As for preferred approach, as far as piano is concerned, I don't have one. On piano I am about as beginner as beginners get. Elsewhere in music I play only what I like. I love exploring traditional music, Baroque, and some of the corny Victorian parlor songs. In that way I never feel it's too much of a slog. I have not much patience with doing exercises simply because that is what is expected. I learn music to give me pleasure. If there is no pleasure to it, I may as well be outside cutting wood for winter.

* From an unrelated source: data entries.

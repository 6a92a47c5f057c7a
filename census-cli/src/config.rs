//! Layered configuration for the `load` and `check` commands.

use camino::Utf8PathBuf;
use census_core::{DEFAULT_MANDATORY_SRIDS, PipelineConfig, Srid};
use census_data::ConnectionSettings;
use census_data::postgis::DEFAULT_PORT;
use census_data::release::{DEFAULT_DATAPACKS, DEFAULT_WORKBOOKS};
use clap::Parser;
use ortho_config::{OrthoConfig, SubcmdConfigMerge};
use serde::{Deserialize, Serialize};

use crate::CliError;
use crate::divisions::{DivisionLinkage, default_linkages, load_linkages};

pub(crate) const ARG_RELEASE_DIR: &str = "release-dir";
pub(crate) const ENV_RELEASE_DIR: &str = "CENSUS_CMDS_LOAD_RELEASE_DIR";

/// Schema the release is moved into.
pub const DEFAULT_SCHEMA: &str = "aus_census_2011";
/// Database the release is loaded into.
pub const DEFAULT_DATABASE: &str = "aucensus2011";
/// Coordinate system of the 2011 boundaries (GDA94).
pub const DEFAULT_NATIVE_SRID: Srid = Srid::new(4283);
const DEFAULT_HOST: &str = "localhost";
const DEFAULT_USER: &str = "postgres";

/// Arguments shared by the `load` and `check` subcommands.
#[derive(Debug, Clone, Parser, Deserialize, Serialize, OrthoConfig, Default)]
#[command(
    name = "load",
    long_about = "Load an unpacked census release into PostGIS. Options can \
                 come from CLI flags, configuration files, or environment \
                 variables prefixed with CENSUS_.",
    about = "Describe the release and the target database"
)]
#[ortho_config(prefix = "CENSUS")]
pub(crate) struct LoadArgs {
    /// Root directory of the unpacked release.
    #[arg(long = ARG_RELEASE_DIR, value_name = "dir")]
    #[serde(default)]
    pub(crate) release_dir: Option<Utf8PathBuf>,
    /// Directory for unpacked archives; a temporary directory by default.
    #[arg(long, value_name = "dir")]
    #[serde(default)]
    pub(crate) scratch_dir: Option<Utf8PathBuf>,
    /// Directory the schema dump is written to.
    #[arg(long, value_name = "dir")]
    #[serde(default)]
    pub(crate) dump_dir: Option<Utf8PathBuf>,
    /// Schema the loaded tables are moved into.
    #[arg(long, value_name = "name")]
    #[serde(default)]
    pub(crate) schema: Option<String>,
    /// Database server host.
    #[arg(long, value_name = "host")]
    #[serde(default)]
    pub(crate) db_host: Option<String>,
    /// Database server port.
    #[arg(long, value_name = "port")]
    #[serde(default)]
    pub(crate) db_port: Option<u16>,
    /// Database login role.
    #[arg(long, value_name = "user")]
    #[serde(default)]
    pub(crate) db_user: Option<String>,
    /// Database password.
    #[arg(long, value_name = "password")]
    #[serde(default)]
    pub(crate) db_password: Option<String>,
    /// Database to recreate and load into.
    #[arg(long, value_name = "name")]
    #[serde(default)]
    pub(crate) db_name: Option<String>,
    /// SRIDs every geometry is projected into.
    #[arg(long, value_name = "srid", value_delimiter = ',')]
    #[serde(default)]
    pub(crate) mandatory_srids: Option<Vec<u32>>,
    /// SRID of the boundary shapefiles.
    #[arg(long, value_name = "srid")]
    #[serde(default)]
    pub(crate) native_srid: Option<u32>,
    /// Make invalid geometries valid before projecting them.
    #[arg(long, num_args = 0..=1, default_missing_value = "true", value_name = "bool")]
    #[serde(default)]
    pub(crate) repair_geometry: Option<bool>,
    /// JSON file replacing the built-in division linkages.
    #[arg(long, value_name = "path")]
    #[serde(default)]
    pub(crate) divisions_file: Option<Utf8PathBuf>,
    /// Datapack directories to load, in order.
    #[arg(long = "datapack", value_name = "name")]
    #[serde(default)]
    pub(crate) datapacks: Option<Vec<String>>,
    /// Metadata workbooks to read, in order.
    #[arg(long = "workbook", value_name = "file")]
    #[serde(default)]
    pub(crate) workbooks: Option<Vec<String>>,
}

impl LoadArgs {
    pub(crate) fn into_config(self) -> Result<LoadConfig, CliError> {
        let merged = self.load_and_merge().map_err(CliError::Configuration)?;
        LoadConfig::try_from(merged)
    }
}

/// Resolved configuration of a run.
#[derive(Debug, Clone, PartialEq, Eq)]
pub(crate) struct LoadConfig {
    pub(crate) release_dir: Utf8PathBuf,
    pub(crate) scratch_dir: Option<Utf8PathBuf>,
    pub(crate) dump_dir: Utf8PathBuf,
    pub(crate) schema: String,
    pub(crate) connection: ConnectionSettings,
    pub(crate) mandatory_srids: Vec<Srid>,
    pub(crate) native_srid: Srid,
    pub(crate) repair_geometry: bool,
    pub(crate) divisions_file: Option<Utf8PathBuf>,
    pub(crate) datapacks: Vec<String>,
    pub(crate) workbooks: Vec<String>,
}

impl LoadConfig {
    /// Fail unless the release directory exists.
    pub(crate) fn validate_release_dir(&self) -> Result<(), CliError> {
        match census_fs::is_dir(&self.release_dir) {
            Ok(true) => Ok(()),
            Ok(false) => Err(CliError::MissingReleaseDirectory {
                path: self.release_dir.clone(),
            }),
            Err(source) => Err(CliError::InspectPath {
                field: ARG_RELEASE_DIR,
                path: self.release_dir.clone(),
                source,
            }),
        }
    }

    /// Division linkages: the override file when given, else the defaults.
    pub(crate) fn division_linkages(&self) -> Result<Vec<DivisionLinkage>, CliError> {
        self.divisions_file
            .as_deref()
            .map_or_else(|| Ok(default_linkages()), load_linkages)
    }

    pub(crate) fn pipeline_config(&self) -> PipelineConfig {
        PipelineConfig::new(&self.schema)
            .with_mandatory_srids(self.mandatory_srids.iter().copied())
            .with_repair(self.repair_geometry)
    }

    /// Archive path of the dump: `<dump_dir>/<schema>`.
    pub(crate) fn dump_destination(&self) -> Utf8PathBuf {
        self.dump_dir.join(&self.schema)
    }
}

impl TryFrom<LoadArgs> for LoadConfig {
    type Error = CliError;

    fn try_from(args: LoadArgs) -> Result<Self, Self::Error> {
        let release_dir = args.release_dir.ok_or(CliError::MissingArgument {
            field: ARG_RELEASE_DIR,
            env: ENV_RELEASE_DIR,
        })?;

        let mut connection = ConnectionSettings::new(
            args.db_host.unwrap_or_else(|| DEFAULT_HOST.to_owned()),
            args.db_user.unwrap_or_else(|| DEFAULT_USER.to_owned()),
            args.db_name.unwrap_or_else(|| DEFAULT_DATABASE.to_owned()),
        )
        .with_port(args.db_port.unwrap_or(DEFAULT_PORT));
        if let Some(password) = args.db_password {
            connection = connection.with_password(password);
        }

        let mandatory_srids = args.mandatory_srids.map_or_else(
            || DEFAULT_MANDATORY_SRIDS.to_vec(),
            |srids| srids.into_iter().map(Srid::new).collect(),
        );

        Ok(Self {
            release_dir,
            scratch_dir: args.scratch_dir,
            dump_dir: args.dump_dir.unwrap_or_else(|| Utf8PathBuf::from(".")),
            schema: args.schema.unwrap_or_else(|| DEFAULT_SCHEMA.to_owned()),
            connection,
            mandatory_srids,
            native_srid: args.native_srid.map_or(DEFAULT_NATIVE_SRID, Srid::new),
            repair_geometry: args.repair_geometry.unwrap_or(false),
            divisions_file: args.divisions_file,
            datapacks: args.datapacks.unwrap_or_else(|| {
                DEFAULT_DATAPACKS.iter().map(|pack| (*pack).to_owned()).collect()
            }),
            workbooks: args.workbooks.unwrap_or_else(|| {
                DEFAULT_WORKBOOKS.iter().map(|book| (*book).to_owned()).collect()
            }),
        })
    }
}

#[cfg(test)]
pub(crate) fn config_from_layers_for_test(
    layers: Vec<ortho_config::MergeLayer<'static>>,
) -> Result<LoadConfig, CliError> {
    let merged = LoadArgs::merge_from_layers(layers).map_err(CliError::from)?;
    LoadConfig::try_from(merged)
}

That is not to say I avoid challenging parts or don't apply myself to the needed chore of learning what keys go with what notes, etc. Before I started I looked at the Alfred method, the Bastien, as well as the Faber books. None of them really spoke to me. I came across the Rhodes book by accident and liked his approach. And, no, Chopin r us, no tape is stuck on the keys. In fact, it is quite rigorous in that one learns one bar at a time in groups of four, working slowly with both hands before speeding up.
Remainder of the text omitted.